■ Material for the task:

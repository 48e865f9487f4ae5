//! Security and temporal requirement validation.

use std::collections::BTreeSet;

use isl_core::{Behavior, Diagnostic, DiagnosticCode, Expr, SecurityKind, TemporalKind};

use crate::pass::PassContext;

/// Words that read like variables in requirement expressions but are not.
static KEYWORDS: &[&str] = &[
    "per", "and", "or", "not", "true", "false", "null", "input", "result", "old", "now", "this",
];

/// Names a rate limiter can key on without a matching input field.
static RATE_LIMIT_BUILTINS: &[&str] = &[
    "ip",
    "ip_address",
    "user",
    "user_id",
    "session",
    "session_id",
    "api_key",
    "token",
    "client",
    "client_id",
    "hour",
    "minute",
    "second",
];

/// Variable names referenced by an expression.
///
/// Call targets, quantifier-bound names and keywords are skipped;
/// `input.x` contributes `x`, any other member chain its root. With
/// `keyword_paths`, a chain rooted at a keyword such as `result.status`
/// contributes its full path instead of nothing.
fn referenced_variables(
    expr: &Expr,
    keyword_paths: bool,
    bound: &mut Vec<String>,
    out: &mut BTreeSet<String>,
) {
    match expr {
        Expr::Identifier(id) => {
            if !KEYWORDS.contains(&id.name.as_str()) && !bound.contains(&id.name) {
                out.insert(id.name.clone());
            }
        }
        Expr::Member(m) => match &*m.object {
            Expr::Identifier(root) if root.name == "input" => {
                out.insert(m.property.clone());
            }
            object => {
                let keyword_path = expr.path().filter(|path| {
                    keyword_paths
                        && path
                            .split('.')
                            .next()
                            .is_some_and(|root| KEYWORDS.contains(&root))
                });
                match keyword_path {
                    Some(path) => {
                        out.insert(path);
                    }
                    None => referenced_variables(object, keyword_paths, bound, out),
                }
            }
        },
        Expr::Call(call) => {
            if !matches!(&*call.callee, Expr::Identifier(_)) {
                referenced_variables(&call.callee, keyword_paths, bound, out);
            }
            for arg in &call.arguments {
                referenced_variables(arg, keyword_paths, bound, out);
            }
        }
        Expr::Quantifier(q) => {
            referenced_variables(&q.collection, keyword_paths, bound, out);
            bound.push(q.variable.clone());
            referenced_variables(&q.predicate, keyword_paths, bound, out);
            bound.pop();
        }
        other => {
            for child in other.children() {
                referenced_variables(child, keyword_paths, bound, out);
            }
        }
    }
}

/// Names a rate limit can be keyed on.
fn variables_of(expr: &Expr) -> BTreeSet<String> {
    let mut out = BTreeSet::new();
    referenced_variables(expr, false, &mut Vec::new(), &mut out);
    out
}

/// State a temporal condition depends on, including `result.*` and `old.*` paths.
fn state_of(expr: &Expr) -> BTreeSet<String> {
    let mut out = BTreeSet::new();
    referenced_variables(expr, true, &mut Vec::new(), &mut out);
    out
}

pub(super) fn check_security(ctx: &PassContext<'_>, behavior: &Behavior, out: &mut Vec<Diagnostic>) {
    for req in &behavior.security.requirements {
        if req.kind != SecurityKind::RateLimit {
            continue;
        }
        let location = ctx.location_of(req.span.as_ref().or(req.expression.span()));
        for name in variables_of(&req.expression) {
            if RATE_LIMIT_BUILTINS.contains(&name.as_str())
                || behavior.input.fields.iter().any(|f| f.name == name)
            {
                continue;
            }
            out.push(
                Diagnostic::new(
                    DiagnosticCode::SecurityMissingInputRef,
                    format!(
                        "rate limit in behavior '{}' is keyed on '{}', which is not an input",
                        behavior.name, name
                    ),
                    location.clone(),
                )
                .with_help(format!(
                    "declare '{}' as an input field or key the limit on a built-in such as `ip`",
                    name
                )),
            );
        }
    }
}

pub(super) fn check_temporal(ctx: &PassContext<'_>, behavior: &Behavior, out: &mut Vec<Diagnostic>) {
    for req in &behavior.temporal.requirements {
        let location = ctx.location_of(req.span.as_ref().or(req.condition.span()));

        if req.kind == TemporalKind::Within && req.duration.is_none() {
            out.push(
                Diagnostic::new(
                    DiagnosticCode::TemporalMissingDuration,
                    format!(
                        "`within` requirement in behavior '{}' has no duration",
                        behavior.name
                    ),
                    location.clone(),
                )
                .with_help("give the bound explicitly, e.g. `within 500ms`"),
            );
        }

        let simple = matches!(
            req.condition,
            Expr::Identifier(_) | Expr::Member(_) | Expr::Call(_)
        );
        if !simple && state_of(&req.condition).is_empty() {
            out.push(
                Diagnostic::new(
                    DiagnosticCode::TemporalConstantCondition,
                    format!(
                        "temporal condition `{}` in behavior '{}' does not depend on any variable",
                        req.condition, behavior.name
                    ),
                    location,
                )
                .with_note("its truth value never changes, so the timing bound is meaningless"),
            );
        }
    }
}

#[cfg(test)]
mod tests {
    use super::*;
    use isl_core::{
        BinaryOp, Domain, DurationLiteral, Field, SecurityRequirement, Span, TemporalRequirement,
        TypeExpr,
    };

    fn run(behavior: &Behavior) -> Vec<Diagnostic> {
        let domain = Domain::new("Api");
        let ctx = PassContext::new(&domain, "api.isl");
        let mut out = Vec::new();
        check_security(&ctx, behavior, &mut out);
        check_temporal(&ctx, behavior, &mut out);
        out
    }

    fn rate_limit(expr: Expr) -> SecurityRequirement {
        SecurityRequirement {
            kind: SecurityKind::RateLimit,
            expression: expr,
            span: Some(Span::line("api.isl", 12)),
        }
    }

    fn temporal(kind: TemporalKind, duration: Option<f64>, condition: Expr) -> TemporalRequirement {
        TemporalRequirement {
            kind,
            duration: duration.map(|value| DurationLiteral {
                value,
                unit: "ms".to_string(),
            }),
            percentile: None,
            condition,
            span: None,
        }
    }

    #[test]
    fn rate_limit_on_undeclared_name_is_flagged() {
        let mut behavior = Behavior::new("Login");
        behavior.input.fields = vec![Field::new("email", TypeExpr::primitive("String"))];
        // 10 per email, per tenant
        behavior.security.requirements = vec![rate_limit(Expr::and(
            Expr::binary(BinaryOp::Div, Expr::number(10.0), Expr::path_expr("input.email")),
            Expr::ident("tenant"),
        ))];
        let ds = run(&behavior);
        assert_eq!(ds.len(), 1);
        assert_eq!(ds[0].code, DiagnosticCode::SecurityMissingInputRef);
        assert!(ds[0].message.contains("tenant"));
        assert_eq!(ds[0].location.line, 12);
    }

    #[test]
    fn builtins_keywords_and_call_targets_are_skipped() {
        let mut behavior = Behavior::new("Login");
        behavior.security.requirements = vec![
            rate_limit(Expr::and(Expr::ident("ip"), Expr::ident("per"))),
            rate_limit(Expr::call(Expr::ident("bucket"), vec![Expr::ident("user_id")])),
            SecurityRequirement {
                kind: SecurityKind::Requires,
                expression: Expr::ident("anything"),
                span: None,
            },
        ];
        assert!(run(&behavior).is_empty());
    }

    #[test]
    fn within_without_duration_is_an_error() {
        let mut behavior = Behavior::new("Pay");
        behavior.temporal.requirements = vec![
            temporal(TemporalKind::Within, None, Expr::path_expr("payment.settled")),
            temporal(TemporalKind::Within, Some(200.0), Expr::path_expr("payment.settled")),
            temporal(TemporalKind::Eventually, None, Expr::path_expr("audit.logged")),
        ];
        let ds = run(&behavior);
        assert_eq!(ds.len(), 1);
        assert_eq!(ds[0].code, DiagnosticCode::TemporalMissingDuration);
        assert_eq!(ds[0].location, Span::fallback("api.isl"));
    }

    #[test]
    fn constant_temporal_condition_is_a_hint() {
        let mut behavior = Behavior::new("Pay");
        behavior.temporal.requirements = vec![
            temporal(TemporalKind::Always, None, Expr::boolean(true)),
            temporal(
                TemporalKind::Eventually,
                None,
                Expr::binary(BinaryOp::Gt, Expr::number(2.0), Expr::number(1.0)),
            ),
            temporal(TemporalKind::Eventually, None, Expr::call(Expr::ident("now"), vec![])),
        ];
        let ds = run(&behavior);
        assert_eq!(ds.len(), 2);
        assert!(ds.iter().all(|d| d.code == DiagnosticCode::TemporalConstantCondition));
        assert_eq!(ds[0].severity, isl_core::Severity::Hint);
    }

    #[test]
    fn result_member_counts_as_state() {
        let mut behavior = Behavior::new("Ship");
        behavior.temporal.requirements = vec![temporal(
            TemporalKind::Eventually,
            None,
            Expr::binary(BinaryOp::Eq, Expr::path_expr("result.status"), Expr::string("done")),
        )];
        assert!(run(&behavior).is_empty());
        assert_eq!(
            state_of(&behavior.temporal.requirements[0].condition).into_iter().collect::<Vec<_>>(),
            vec!["result.status"]
        );
    }

    #[test]
    fn rate_limit_ignores_result_paths() {
        let mut behavior = Behavior::new("Ship");
        behavior.security.requirements = vec![rate_limit(Expr::path_expr("result.status"))];
        assert!(run(&behavior).is_empty());
    }

    #[test]
    fn quantifier_variables_are_bound() {
        let expr = Expr::Quantifier(isl_core::QuantifierExpr {
            quantifier: isl_core::Quantifier::All,
            variable: "item".to_string(),
            collection: Box::new(Expr::path_expr("input.items")),
            predicate: Box::new(Expr::path_expr("item.shipped")),
            span: None,
        });
        let vars: Vec<String> = variables_of(&expr).into_iter().collect();
        assert_eq!(vars, vec!["items"]);
    }
}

■ Try it: Nothing is wanted except the number of lines in the entries above that include the word "chain".

■ Solution to this task: 2